The United States Fish Commission breeds fish very extensively. Our naturalists are not in a position to do this on a commercial scale, though private enterprise has now created a useful industry in breeding river fish. But they have issued a handbook to fishermen showing how they themselves might stock the sea to some extent. When the trawls are hauled, numbers of " ripe " fish, both males and females, are brought on board. It is pointed out that if they would merely squeeze the roe which is dropping from the fish into buckets dipped in sea-water, and let the " milt" mix with it for a few minutes, every egg would be fertilised, and that they might then be thrown overboard with the certainty that the young would hatch.
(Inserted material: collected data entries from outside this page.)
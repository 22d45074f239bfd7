mod catalog;

pub use catalog::RuleCatalog;

use serde::{Deserialize, Serialize};

use crate::error::{Result, RuleScanError};
use crate::violation::Severity;

/// A declarative check, optionally bound to the scanner implementing it.
///
/// Rules are read-only to the engine. `rule_file` is the identity used when
/// reporting; `scanner_path` is a dotted reference such as
/// `scanners.long_block_scanner.LongBlockScanner`.
#[derive(Debug, Clone, PartialEq, Eq, Serialize, Deserialize)]
pub struct Rule {
    pub name: String,
    pub rule_file: String,
    #[serde(default, skip_serializing_if = "Option::is_none")]
    pub scanner_path: Option<String>,
    #[serde(default)]
    pub description: String,
    /// Severity scanners should use for this rule's violations.
    #[serde(default)]
    pub severity: Severity,
}

impl Rule {
    #[must_use]
    pub fn new(name: impl Into<String>, rule_file: impl Into<String>) -> Self {
        Self {
            name: name.into(),
            rule_file: rule_file.into(),
            scanner_path: None,
            description: String::new(),
            severity: Severity::default(),
        }
    }

    #[must_use]
    pub fn with_scanner(mut self, scanner_path: impl Into<String>) -> Self {
        self.scanner_path = Some(scanner_path.into());
        self
    }

    #[must_use]
    pub fn with_description(mut self, description: impl Into<String>) -> Self {
        self.description = description.into();
        self
    }

    #[must_use]
    pub const fn with_severity(mut self, severity: Severity) -> Self {
        self.severity = severity;
        self
    }

    /// The scanner binding, treating an empty or blank path as absent.
    #[must_use]
    pub fn scanner_binding(&self) -> Option<&str> {
        self.scanner_path
            .as_deref()
            .map(str::trim)
            .filter(|p| !p.is_empty())
    }

    /// Check that the rule carries the identity fields violations depend on.
    ///
    /// # Errors
    /// Returns `InvalidRule` when `name` or `rule_file` is empty.
    pub fn validate(&self) -> Result<()> {
        if self.name.trim().is_empty() {
            return Err(RuleScanError::InvalidRule {
                field: "name",
                rule: self.rule_file.clone(),
            });
        }
        if self.rule_file.trim().is_empty() {
            return Err(RuleScanError::InvalidRule {
                field: "rule_file",
                rule: self.name.clone(),
            });
        }
        Ok(())
    }
}

#[cfg(test)]
#[path = "mod_tests.rs"]
mod tests;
When engaged in inquiries of a much more rough-and-ready kind the naturalists have also justified their claim to be practical men. Lately a very striking Report was issued by Mr. W. Macintosh, Professor of Natural History in the University of St. Andrews, and Director of the Gatty Marine Laboratory. He made a critical survey of the work done since the Royal Commission under Lord Dalhousie in 1884 ; but the most remarkable experiments to which he drew attention were the results of " preserving " certain great inlets of the Scotch coast. Power was obtained in 1886 to stop trawling in inlets like the Firth of Forth and the Moray Firth. Sample hauls of fish were taken, and then after a lapse of ten years the grounds were retried, and other hauls taken for comparison. To the surprise of every one, there were no more fish after ten years' preservation than before. His conclusion was that Nature was herself able to repair any drain which might be made on the fishes of the sea proper, though naturally such things as the overdredging of oysters, or disturbance of special areas where more or less fixed species are local, could not be made good. This view, though it was questioned at the time, seems borne out by this year's results. Never within the memory of man have there been such vast shoals of fish, from the cheap herring and sprat to the costly red mullet, as during this autumn and winter. Yet fishing boats were never more numerous or better equipped. " Why, then," it may be asked, " if this is the case, is it worth while making scientific inquiry ?" The answer is that though Nature may be able to replace losses in the open sea, she cannot do so in the case of fish which frequent rivers on migration ; and also that though Nature can keep up her stock in the ocean, man can vastly aid in doing this in the shallow waters round the coasts. That being proved by the experience of the United States, it may well be that the result of what the Board of Trade is about to do may be the establishment of a Fisheries.Commis- sion on analogous lines in this country.